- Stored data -
----------

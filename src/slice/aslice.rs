use crate::*;
use crate::error::{ConstructError, ElementConstructionError, OutOfRangeError};
use crate::fat::*;
use crate::slice::{Builder, Element, RawBuf, SliceView, SliceViewMut};

use core::mem::MaybeUninit;



/// [`fat::Alloc`]-friendly, fixed capacity alternative to <code>[Box]&lt;\[T\]&gt;</code>.
///
/// Owns zero or one buffer with room for [`capacity`](Self::capacity) elements, of which the first [`len`](Self::len) are live.
/// Capacity never changes after construction.  Multi-element constructors are all-or-nothing: if building any element fails
/// (an [`Err`] item, or a panic in [`Clone`]), every element built so far is dropped and the buffer is freed before the failure
/// reaches you.
///
/// | Constructor                                       | `len`     | `capacity`    |
/// | --------------------------------------------------| ----------| --------------|
/// | [`new_in`](Self::new_in)                          | 0         | 0 (no buffer) |
/// | [`try_with_capacity_in`](Self::try_with_capacity_in)(n) | 0   | n             |
/// | [`try_from_iter_in`](Self::try_from_iter_in)      | items     | reported len  |
/// | [`try_from_fallible_iter_in`](Self::try_from_fallible_iter_in) | items | reported len |
/// | [`try_from_fn_in`](Self::try_from_fn_in)(n, _)    | n         | n             |
/// | [`try_from_array_in`](Self::try_from_array_in), [`aslice!`](crate::aslice) | N | N |
/// | [`try_new_zeroed_in`](Self::try_new_zeroed_in)(n) | n         | n             |
///
/// For a borrowed range of an existing buffer, see [`SliceView`] / [`SliceViewMut`].
///
/// [Box]: https://doc.rust-lang.org/alloc/boxed/struct.Box.html
pub struct ASlice<T, A: Free> {
    buf:    RawBuf<T, A>,
    len:    usize,
}

impl<T, A: Free> Drop for ASlice<T, A> { fn drop(&mut self) { if self.buf.has_buffer() { self.clear() } } }

impl<T, A: Free> ASlice<T, A> {
    #[inline(always)] pub fn allocator(&self) -> &A { self.buf.allocator() }
    #[inline(always)] pub fn as_ptr(&self) -> *const T { self.buf.as_ptr() }
    #[inline(always)] pub fn as_mut_ptr(&mut self) -> *mut T { self.buf.as_ptr() }
    // SAFETY: ✔️ `[0, len)` are live, and the pointer is aligned and non-null even without a buffer
    #[inline(always)] pub fn as_slice(&self) -> &[T] { unsafe { core::slice::from_raw_parts(self.as_ptr(), self.len) } }
    // SAFETY: ✔️ `[0, len)` are live, and the pointer is aligned and non-null even without a buffer
    #[inline(always)] pub fn as_slice_mut(&mut self) -> &mut [T] { unsafe { core::slice::from_raw_parts_mut(self.as_mut_ptr(), self.len) } }
    #[inline(always)] pub fn capacity(&self) -> usize { self.buf.capacity() }
    #[inline(always)] pub fn is_empty(&self) -> bool { self.len() == 0 }
    #[inline(always)] pub fn len(&self) -> usize { self.len }
    #[inline(always)] pub fn spare_capacity_mut(&mut self) -> &mut [MaybeUninit<T>] { let len = self.len; &mut self.buf.as_uninit_slice_mut()[len..] }

    /// Borrow every live element as a [`SliceView`].
    #[inline(always)] pub fn view(&self) -> SliceView<'_, T> { SliceView::new(self.as_slice()) }

    /// Borrow every live element as a [`SliceViewMut`].
    #[inline(always)] pub fn view_mut(&mut self) -> SliceViewMut<'_, T> { SliceViewMut::new(self.as_slice_mut()) }

    /// Forces the length to `new_len`.
    ///
    /// ### Safety
    /// *   `new_len <= self.capacity()`
    /// *   `[0, new_len)` must be initialized
    /// *   elements in `[new_len, old_len)` are leaked rather than dropped
    pub unsafe fn set_len(&mut self, new_len: usize) {
        if cfg!(debug_assertions) && new_len > self.capacity() { bug::ub::len_exceeds_capacity(new_len, self.capacity()) }
        self.len = new_len;
    }

    /// Drops elements `[len, self.len())`, keeping the capacity.  Does nothing if `len >= self.len()`.
    pub fn truncate(&mut self, len: usize) {
        if let Some(to_drop) = self.len.checked_sub(len) {
            // SAFETY: ✔️ `len < self.len <= capacity`
            let to_drop = core::ptr::slice_from_raw_parts_mut(unsafe { self.as_mut_ptr().add(len) }, to_drop);
            self.len = len;
            // SAFETY: ✔️ `to_drop` was live, and is no longer tracked as live
            unsafe { to_drop.drop_in_place() };
        }
    }

    /// Drops every live element, keeping the capacity.
    pub fn clear(&mut self) { self.truncate(0) }

    /// Borrow element `index`.
    ///
    /// ### Errors
    /// *   [`OutOfRangeError`] if `index >= self.len()` (slots past `len` are never readable, even within capacity)
    pub fn get(&self, index: usize) -> Result<&T, OutOfRangeError> {
        let len = self.len;
        self.as_slice().get(index).ok_or(OutOfRangeError::index(index, len))
    }

    /// Mutably borrow element `index`.
    ///
    /// ### Errors
    /// *   [`OutOfRangeError`] if `index >= self.len()`
    pub fn get_mut(&mut self, index: usize) -> Result<&mut T, OutOfRangeError> {
        let len = self.len;
        self.as_slice_mut().get_mut(index).ok_or(OutOfRangeError::index(index, len))
    }

    /// Borrow `[start, end)` as a [`SliceView`] sharing this slice's storage.
    ///
    /// ### Errors
    /// *   [`OutOfRangeError`] unless `start < end <= self.len()` (empty ranges are rejected)
    ///
    /// ## Examples
    /// ```
    /// use islice::{ASlice, allocator::alloc::Global};
    /// let s = ASlice::<u32, Global>::try_from_slice(&[1, 2, 3, 4, 5]).unwrap();
    /// let v = s.subslice(1, 4).unwrap();
    /// assert_eq!(v.as_slice(), [2, 3, 4]);
    /// assert!(s.subslice(2, 2).is_err());
    /// assert!(s.subslice(3, 6).is_err());
    /// ```
    pub fn subslice(&self, start: usize, end: usize) -> Result<SliceView<'_, T>, OutOfRangeError> {
        self.view().into_subslice(start, end)
    }

    /// Mutably borrow `[start, end)` as a [`SliceViewMut`] sharing this slice's storage.
    ///
    /// ### Errors
    /// *   [`OutOfRangeError`] unless `start < end <= self.len()`
    pub fn subslice_mut(&mut self, start: usize, end: usize) -> Result<SliceViewMut<'_, T>, OutOfRangeError> {
        self.view_mut().into_subslice_mut(start, end)
    }

    /// ### Safety
    /// *   `[0, len)` of `buf` must be initialized
    /// *   `len <= buf.capacity()`
    pub(crate) unsafe fn from_raw_buf(buf: RawBuf<T, A>, len: usize) -> Self {
        debug_assert!(len <= buf.capacity());
        Self { buf, len }
    }
}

----------

- YOUR GOAL -
Every entry must be duplicated exactly as it stands.

- ANSWER -
filename src/slice/aslice.rs
use crate::*;
use crate::error::{ConstructError, ElementConstructionError, OutOfRangeError};
use crate::fat::*;
use crate::slice::{Builder, Element, RawBuf, SliceView, SliceViewMut};

use core::mem::MaybeUninit;



/// [`fat::Alloc`]-friendly, fixed capacity alternative to <code>[Box]&lt;\[T\]&gt;</code>.
///
/// Owns zero or one buffer with room for [`capacity`](Self::capacity) elements, of which the first [`len`](Self::len) are live.
/// Capacity never changes after construction.  Multi-element constructors are all-or-nothing: if building any element fails
/// (an [`Err`] item, or a panic in [`Clone`]), every element built so far is dropped and the buffer is freed before the failure
/// reaches you.
///
/// | Constructor                                       | `len`     | `capacity`    |
/// | --------------------------------------------------| ----------| --------------|
/// | [`new_in`](Self::new_in)                          | 0         | 0 (no buffer) |
/// | [`try_with_capacity_in`](Self::try_with_capacity_in)(n) | 0   | n             |
/// | [`try_from_iter_in`](Self::try_from_iter_in)      | items     | reported len  |
/// | [`try_from_fallible_iter_in`](Self::try_from_fallible_iter_in) | items | reported len |
/// | [`try_from_fn_in`](Self::try_from_fn_in)(n, _)    | n         | n             |
/// | [`try_from_array_in`](Self::try_from_array_in), [`aslice!`](crate::aslice) | N | N |
/// | [`try_new_zeroed_in`](Self::try_new_zeroed_in)(n) | n         | n             |
///
/// For a borrowed range of an existing buffer, see [`SliceView`] / [`SliceViewMut`].
///
/// [Box]: https://doc.rust-lang.org/alloc/boxed/struct.Box.html
pub struct ASlice<T, A: Free> {
    buf:    RawBuf<T, A>,
    len:    usize,
}

impl<T, A: Free> Drop for ASlice<T, A> { fn drop(&mut self) { if self.buf.has_buffer() { self.clear() } } }

impl<T, A: Free> ASlice<T, A> {
    #[inline(always)] pub fn allocator(&self) -> &A { self.buf.allocator() }
    #[inline(always)] pub fn as_ptr(&self) -> *const T { self.buf.as_ptr() }
    #[inline(always)] pub fn as_mut_ptr(&mut self) -> *mut T { self.buf.as_ptr() }
    // SAFETY: ✔️ `[0, len)` are live, and the pointer is aligned and non-null even without a buffer
    #[inline(always)] pub fn as_slice(&self) -> &[T] { unsafe { core::slice::from_raw_parts(self.as_ptr(), self.len) } }
    // SAFETY: ✔️ `[0, len)` are live, and the pointer is aligned and non-null even without a buffer
    #[inline(always)] pub fn as_slice_mut(&mut self) -> &mut [T] { unsafe { core::slice::from_raw_parts_mut(self.as_mut_ptr(), self.len) } }
    #[inline(always)] pub fn capacity(&self) -> usize { self.buf.capacity() }
    #[inline(always)] pub fn is_empty(&self) -> bool { self.len() == 0 }
    #[inline(always)] pub fn len(&self) -> usize { self.len }
    #[inline(always)] pub fn spare_capacity_mut(&mut self) -> &mut [MaybeUninit<T>] { let len = self.len; &mut self.buf.as_uninit_slice_mut()[len..] }

    /// Borrow every live element as a [`SliceView`].
    #[inline(always)] pub fn view(&self) -> SliceView<'_, T> { SliceView::new(self.as_slice()) }

    /// Borrow every live element as a [`SliceViewMut`].
    #[inline(always)] pub fn view_mut(&mut self) -> SliceViewMut<'_, T> { SliceViewMut::new(self.as_slice_mut()) }

    /// Forces the length to `new_len`.
    ///
    /// ### Safety
    /// *   `new_len <= self.capacity()`
    /// *   `[0, new_len)` must be initialized
    /// *   elements in `[new_len, old_len)` are leaked rather than dropped
    pub unsafe fn set_len(&mut self, new_len: usize) {
        if cfg!(debug_assertions) && new_len > self.capacity() { bug::ub::len_exceeds_capacity(new_len, self.capacity()) }
        self.len = new_len;
    }

    /// Drops elements `[len, self.len())`, keeping the capacity.  Does nothing if `len >= self.len()`.
    pub fn truncate(&mut self, len: usize) {
        if let Some(to_drop) = self.len.checked_sub(len) {
            // SAFETY: ✔️ `len < self.len <= capacity`
            let to_drop = core::ptr::slice_from_raw_parts_mut(unsafe { self.as_mut_ptr().add(len) }, to_drop);
            self.len = len;
            // SAFETY: ✔️ `to_drop` was live, and is no longer tracked as live
            unsafe { to_drop.drop_in_place() };
        }
    }

    /// Drops every live element, keeping the capacity.
    pub fn clear(&mut self) { self.truncate(0) }

    /// Borrow element `index`.
    ///
    /// ### Errors
    /// *   [`OutOfRangeError`] if `index >= self.len()` (slots past `len` are never readable, even within capacity)
    pub fn get(&self, index: usize) -> Result<&T, OutOfRangeError> {
        let len = self.len;
        self.as_slice().get(index).ok_or(OutOfRangeError::index(index, len))
    }

    /// Mutably borrow element `index`.
    ///
    /// ### Errors
    /// *   [`OutOfRangeError`] if `index >= self.len()`
    pub fn get_mut(&mut self, index: usize) -> Result<&mut T, OutOfRangeError> {
        let len = self.len;
        self.as_slice_mut().get_mut(index).ok_or(OutOfRangeError::index(index, len))
    }

    /// Borrow `[start, end)` as a [`SliceView`] sharing this slice's storage.
    ///
    /// ### Errors
    /// *   [`OutOfRangeError`] unless `start < end <= self.len()` (empty ranges are rejected)
    ///
    /// ## Examples
    /// ```
    /// use islice::{ASlice, allocator::alloc::Global};
    /// let s = ASlice::<u32, Global>::try_from_slice(&[1, 2, 3, 4, 5]).unwrap();
    /// let v = s.subslice(1, 4).unwrap();
    /// assert_eq!(v.as_slice(), [2, 3, 4]);
    /// assert!(s.subslice(2, 2).is_err());
    /// assert!(s.subslice(3, 6).is_err());
    /// ```
    pub fn subslice(&self, start: usize, end: usize) -> Result<SliceView<'_, T>, OutOfRangeError> {
        self.view().into_subslice(start, end)
    }

    /// Mutably borrow `[start, end)` as a [`SliceViewMut`] sharing this slice's storage.
    ///
    /// ### Errors
    /// *   [`OutOfRangeError`] unless `start < end <= self.len()`
    pub fn subslice_mut(&mut self, start: usize, end: usize) -> Result<SliceViewMut<'_, T>, OutOfRangeError> {
        self.view_mut().into_subslice_mut(start, end)
    }

    /// ### Safety
    /// *   `[0, len)` of `buf` must be initialized
    /// *   `len <= buf.capacity()`
    pub(crate) unsafe fn from_raw_buf(buf: RawBuf<T, A>, len: usize) -> Self {
        debug_assert!(len <= buf.capacity());
        Self { buf, len }
    }
}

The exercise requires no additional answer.